WHAT IS NEEDED.
Search the records for the string "first" and report how many lines contain it, with nothing else.

Items from a dataset
--- START ---

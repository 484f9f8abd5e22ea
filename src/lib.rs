//! # u-nonparam
//!
//! Exact and asymptotic p-values for nonparametric hypothesis tests.
//!
//! This crate evaluates the null distributions of the Kolmogorov-Smirnov,
//! Mann-Whitney U and Wilcoxon signed-rank statistics. Each test either
//! computes its discrete distribution exactly or falls back to a
//! large-sample approximation, chosen from the sample sizes and ties.
//!
//! ## Modules
//!
//! - [`ks`] — One-sample KS distribution and the two-sample KS test
//! - [`mann_whitney`] — Mann-Whitney U statistic and test
//! - [`wilcoxon`] — Wilcoxon signed-rank statistic and test
//! - [`hypothesis`] — Alternative hypothesis and p-value method selectors
//! - [`error`] — Input-rejection errors
//! - [`extended`] — Double-double arithmetic and wide integer accumulators
//! - [`collections`] — Process-wide reclaimable memo tables
//! - [`ranking`] — Average ranks and tie corrections
//! - [`special`] — Gamma, factorial, binomial and error functions
//! - [`distributions`] — Normal distribution
//! - [`random`] — Seeded RNG and resampling
//!
//! ## Design Philosophy
//!
//! - **Numerical stability first**: double-double products for boundary
//!   decisions, power-of-two rescaling instead of log-space where exactness
//!   matters, smallest-first summation
//! - **Explicit dispatch**: the one-sample KS evaluator is picked by a
//!   documented strategy table that is testable on its own
//! - **Property-based testing**: mathematical invariants verified via proptest
//!
//! ## Example
//!
//! ```
//! use u_nonparam::hypothesis::Alternative;
//! use u_nonparam::mann_whitney::MannWhitneyUTest;
//!
//! let r = MannWhitneyUTest::new()
//!     .with_alternative(Alternative::Less)
//!     .test(&[1.0, 2.0, 3.0], &[4.0, 5.0, 6.0])
//!     .unwrap();
//! assert!((r.p_value - 0.05).abs() < 1e-15);
//! ```

pub mod collections;
pub mod distributions;
pub mod error;
pub mod extended;
pub mod hypothesis;
pub mod ks;
pub mod mann_whitney;
pub mod random;
pub mod ranking;
pub mod special;
pub mod wilcoxon;

pub use error::{Result, TestError};
pub use hypothesis::{Alternative, PValueMethod};
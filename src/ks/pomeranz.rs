//! Pomeranz recursion for the two-sided one-sample KS distribution.
//!
//! # Algorithm
//! Pomeranz (1974) in the formulation of Simard & L'Ecuyer (2011). The
//! boundary points 0 ≤ A₁ ≤ … ≤ A₂ₙ₊₂ = n split the line into intervals of
//! only three distinct widths (2z, 1 − 2z, z) where z is the distance from
//! n·d to the nearest integer, so the transition weights wʲ/j! come from
//! three precomputed rows. Each step convolves the previous row with one of
//! them inside the window given by the floor/ceiling limits.
//!
//! Rows whose largest entry drops below 2^-128 are multiplied by 2^128 and
//! the scale is removed at the end in log space.
//!
//! References:
//! - Pomeranz (1974), "Exact cumulative distribution of the
//!   Kolmogorov-Smirnov statistic for small samples", *CACM* 17(12).
//! - Simard & L'Ecuyer (2011), "Computing the Two-Sided
//!   Kolmogorov-Smirnov Distribution", *Journal of Statistical Software*
//!   39(11).

use crate::extended::{scalb, DD};
use crate::special::ln_factorial;

const RENORM_BITS: i64 = 128;

/// Floor and ceiling limits of the admissible column window for each
/// boundary index `1..=2n+2`.
fn limits(n: usize, ell: i64, frac: f64) -> (Vec<i64>, Vec<i64>) {
    let len = 2 * n + 3;
    let mut flo = vec![0_i64; len];
    let mut cei = vec![0_i64; len];
    for i in 1..len {
        let half = (i / 2) as i64;
        let odd = i % 2 == 1;
        if frac > 0.5 {
            flo[i] = if odd { half - 1 - ell } else { half - 2 - ell };
            cei[i] = if odd { half + 1 + ell } else { half + ell };
        } else if frac > 0.0 {
            flo[i] = half - 1 - ell;
            cei[i] = if i == 1 { 1 + ell } else { half + ell };
        } else {
            flo[i] = if odd { half - ell } else { half - 1 - ell };
            cei[i] = if odd { half + ell } else { half - 1 + ell };
        }
    }
    (flo, cei)
}

/// P(Dₙ < d).
pub(crate) fn cdf(d: f64, n: u32) -> f64 {
    let nu = n as usize;
    let nf = f64::from(n);
    let t = DD::from_product(nf, d);
    let ell_dd = t.floor();
    let ell = ell_dd.to_f64() as i64;
    let frac = (t - ell_dd).to_f64();
    let to_ceil = if frac > 0.0 {
        (ell_dd.add_f64(1.0) - t).to_f64()
    } else {
        0.0
    };
    let (flo, cei) = limits(nu, ell, frac);
    let z = frac.min(to_ceil);

    // transition rows: widths 2z, 1 − 2z, z (scaled by 1/n)
    let widths = [2.0 * z / nf, (1.0 - 2.0 * z) / nf, z / nf];
    let mut h = [vec![0.0; nu + 2], vec![0.0; nu + 2], vec![0.0; nu + 2]];
    for (row, &w) in h.iter_mut().zip(widths.iter()) {
        row[0] = 1.0;
        for j in 1..=nu + 1 {
            row[j] = row[j - 1] * w / j as f64;
        }
    }

    let mut prev = vec![0.0; nu + 2];
    let mut cur = vec![0.0; nu + 2];
    prev[1] = 1.0;
    let mut scale = 0_i64;
    let tiny = scalb(1.0, -RENORM_BITS);
    let last = 2 * nu + 2;
    let top = (nu + 1) as i64;

    for i in 2..=last {
        let jlow = (2 + flo[i]).max(1);
        let jup = cei[i].min(top);
        let klow = (2 + flo[i - 1]).max(1);
        let kup0 = cei[i - 1];
        let row = if i == 2 || i == last {
            &h[2]
        } else if i % 2 == 0 {
            &h[0]
        } else {
            &h[1]
        };

        cur.iter_mut().for_each(|v| *v = 0.0);
        let mut largest = 0.0_f64;
        for j in jlow..=jup {
            let kup = kup0.min(j);
            let mut sum = 0.0;
            let mut k = kup;
            while k >= klow {
                sum += prev[k as usize] * row[(j - k) as usize];
                k -= 1;
            }
            cur[j as usize] = sum;
            largest = largest.max(sum);
        }
        if largest > 0.0 && largest < tiny {
            for v in cur.iter_mut() {
                *v = scalb(*v, RENORM_BITS);
            }
            scale += RENORM_BITS;
        }
        std::mem::swap(&mut prev, &mut cur);
    }

    let v = prev[nu + 1];
    if v <= 0.0 {
        return 0.0;
    }
    let ln_p = ln_factorial(u64::from(n)) - scale as f64 * std::f64::consts::LN_2 + v.ln();
    ln_p.exp().clamp(0.0, 1.0)
}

--- END ---

TASK SOLUTION.
2